Por lo general, Pascale se habría negado a obedecer una orden de este tipo, pero se limitó a aceptar su malhumor y se dirigió hacia la otra oruga, de la que salió momentos después acompañada por Sluka y otros trabajadores.

—¿Debo asumir que está dispuesto a escucharnos? —preguntó Sluka, deteniéndose delante de él. El viento azotaba un mechón de cabello contra sus gafas de seguridad. En una mano llevaba la mascarilla, que acercaba constantemente a la nariz para respirar, y tenía la otra apoyada en la cadera—. Si es así, creo que no tardará en darse cuenta de que podemos ser razonables. A todos nos importa su reputación, de modo que nadie hablará de este asunto cuando estemos de nuevo en Mantell. Diremos que dio la orden de retirada en cuanto recibió el comunicado. El merito será suyo.

—¿Y usted cree que, a largo plazo, eso importará?

—¿Por qué diablos es tan importante un obelisco? —espetó Sluka—. Es más, ¿por qué diablos son tan importantes los amarantinos?

—Ya veo que nunca ha tenido una visión global de este asunto.

Discretamente, pero no tanto como para que Sylveste no lo advirtiera, Pascale había empezado a grabar la conversación: estaba a un lado, con la cámara desmontable de su compad en la mano.

—Hay quien dice que nunca han existido —respondió Sluka—. Que usted infló la importancia de los amarantinos para que los arqueólogos siguieran trabajando.

—Y usted es de las que comparte esa opinión, ¿verdad, Sluka? Bueno, la verdad es que nunca ha sido uno de los nuestros.

—¿A qué se refiere?

—A que si Girardieau hubiera querido sembrar la discordia entre nosotros, usted habría sido la candidata ideal.
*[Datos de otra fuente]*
//! CLI arguments and subcommands for proctor.
//!
//! This module defines the command-line interface structure using the clap library,
//! including all flags, options, and subcommands.

use clap::{Args as ClapArgs, Parser, Subcommand, ValueEnum};
use std::net::IpAddr;
use std::path::PathBuf;

/// Log level options for CLI parsing
#[derive(Debug, Clone, Copy, PartialEq, Eq, ValueEnum)]
pub enum LogLevel {
    Off,
    Error,
    Warn,
    Info,
    Debug,
    Trace,
}

/// Configuration format options for output
#[derive(Debug, Clone, ValueEnum)]
pub enum ConfigFormat {
    Yaml,
    Json,
    Toml,
}

/// Output format for process listings
#[derive(Debug, Clone, Copy, PartialEq, Eq, ValueEnum)]
pub enum OutputFormat {
    Table,
    Json,
}

/// Main CLI arguments structure
#[derive(Parser, Debug)]
#[command(
    name = "proctor",
    about = "Inspect Linux processes, their binaries and their ancestry",
    long_about = "Inspect Linux processes, their binaries and their ancestry.\n\n\
                  Reads process details from procfs, hashes each executable with SHA-256 and \
                  caches the result on disk so repeated queries are fast. Resolves parent chains \
                  and computes lineage fingerprints.",
    version,
    propagate_version = true
)]
pub struct Args {
    /// Subcommand to run (default: list)
    #[command(subcommand)]
    pub command: Option<Commands>,

    /// Log level (default: warn)
    #[arg(long, value_enum, global = true)]
    pub log_level: Option<LogLevel>,

    /// Config file (YAML/JSON/TOML)
    #[arg(short = 'c', long, global = true)]
    pub config: Option<PathBuf>,

    /// Disable all config file loading
    #[arg(long, global = true)]
    pub no_config: bool,

    /// Print effective merged config and exit
    #[arg(long, global = true)]
    pub show_config: bool,

    /// Output format for --show-config
    #[arg(long, value_enum, default_value = "yaml", global = true)]
    pub config_format: ConfigFormat,

    /// Validate config and exit (return code 1 on error)
    #[arg(long, global = true)]
    pub check_config: bool,

    /// Root of the process filesystem
    #[arg(long, global = true)]
    pub procfs: Option<PathBuf>,

    /// Directory holding the process snapshot
    #[arg(long, global = true)]
    pub cache_dir: Option<PathBuf>,

    /// Never read or write the process snapshot
    #[arg(long, global = true)]
    pub ignore_cache: bool,

    /// Include kernel tasks
    #[arg(long, global = true)]
    pub include_kernel: bool,

    /// Include processes that could not be fully inspected
    #[arg(long, global = true)]
    pub include_permission_issues: bool,

    /// Delete the process snapshot before running the command
    #[arg(long, global = true)]
    pub reset_cache: bool,

    /// Parallel scan threads (0 = auto)
    #[arg(long, global = true)]
    pub parallelism: Option<usize>,

    /// Abort a live scan after N seconds
    #[arg(long, global = true)]
    pub scan_timeout_secs: Option<u64>,

    /// Output format
    #[arg(short = 'o', long, value_enum, default_value = "table", global = true)]
    pub output: OutputFormat,
}

/// Process selection for `get`
#[derive(ClapArgs, Debug)]
#[group(required = true, multiple = false)]
pub struct ProcessSelector {
    /// Process ID
    #[arg(long)]
    pub id: Option<u32>,

    /// Command name; every process with this name is returned
    #[arg(long)]
    pub name: Option<String>,
}

/// Subcommands for additional functionality
#[derive(Subcommand, Debug)]
pub enum Commands {
    /// List all processes
    #[command(alias = "ls")]
    List,

    /// Show one process by id, or every process with a name
    Get {
        #[command(flatten)]
        selector: ProcessSelector,
    },

    /// Show the ancestry of a process up to the root
    Tree {
        /// Process ID
        pid: u32,
    },

    /// Compute the lineage fingerprint of a process
    #[command(alias = "fp")]
    Fingerprint {
        /// Process ID
        pid: u32,
    },

    /// Rescan all processes and rewrite the snapshot
    Refresh,

    /// Delete the process snapshot
    ClearCache,

    /// Check procfs access, privileges and snapshot location
    Check,

    /// Generate configuration files
    Config {
        /// Output file path
        #[arg(short = 'f', long = "file")]
        output: Option<PathBuf>,

        /// Output format
        #[arg(long, value_enum, default_value = "yaml")]
        format: ConfigFormat,

        /// Include comments and examples
        #[arg(long)]
        commented: bool,
    },

    /// Serve a small web UI
    Ui {
        /// Bind to specific interface/IP
        #[arg(long)]
        bind: Option<IpAddr>,

        /// HTTP listen port
        #[arg(short = 'p', long)]
        port: Option<u16>,
    },
}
Sluka se volvió hacia sus compañeros.

—¿Lo habéis oído? El pobre ya ha sucumbido a las teorías conspiratorias. Ahora podemos hacernos una idea de lo que ha vivido el resto de la colonia durante años. —Volvió a centrar su atención en Sylveste—. No merece la pena hablar con usted. Nos iremos en cuanto hayamos recogido el equipo… o antes, si la tormenta arrecia. Puede venir con nosotros si lo desea. —Acercó la mascarilla a la nariz para coger aire y el color regresó a sus mejillas—. O puede quedarse aquí y poner su vida en peligro. Es usted quien decide.

Sylveste observó al grupo que permanecía detrás de Sluka.

—Adelante. Váyanse. No permitan que nada tan trivial como la lealtad se entrometa en su camino… a no ser que alguno de ustedes tenga las agallas necesarias para quedarse aquí y acabar el trabajo que vino a hacer. —Los miró de uno en uno, a los ojos, pero todos desviaron torpemente la mirada. Ni siquiera sabía cómo se llamaban. Los reconocía, pero estaba seguro de que ninguno de ellos había llegado en la nave desde Yellowstone; que ninguno de ellos había conocido nada más que Resurgam, con su puñado de asentamientos humanos diseminados como rubíes por una desolación total. Para ellos, Sylveste debía de ser monstruosamente atávico.

—Señor —dijo uno de ellos… posiblemente el mismo que le había avisado de la tormenta—. Señor, por supuesto que lo respetamos, pero también tenemos que pensar en nosotros. ¿No puede entenderlo? Sea lo que sea lo que hay aquí enterrado, no merece que arriesguemos nuestras vidas.

—Ahí es donde se equivoca —respondió Sylveste—. Merece que asumamos más riesgos de los que ustedes pueden imaginar. ¿No lo entienden? El Acontecimiento no fue algo que les ocurrió a los amarantinos, sino que fueron ellos quienes lo provocaron. Ellos hicieron que ocurriera.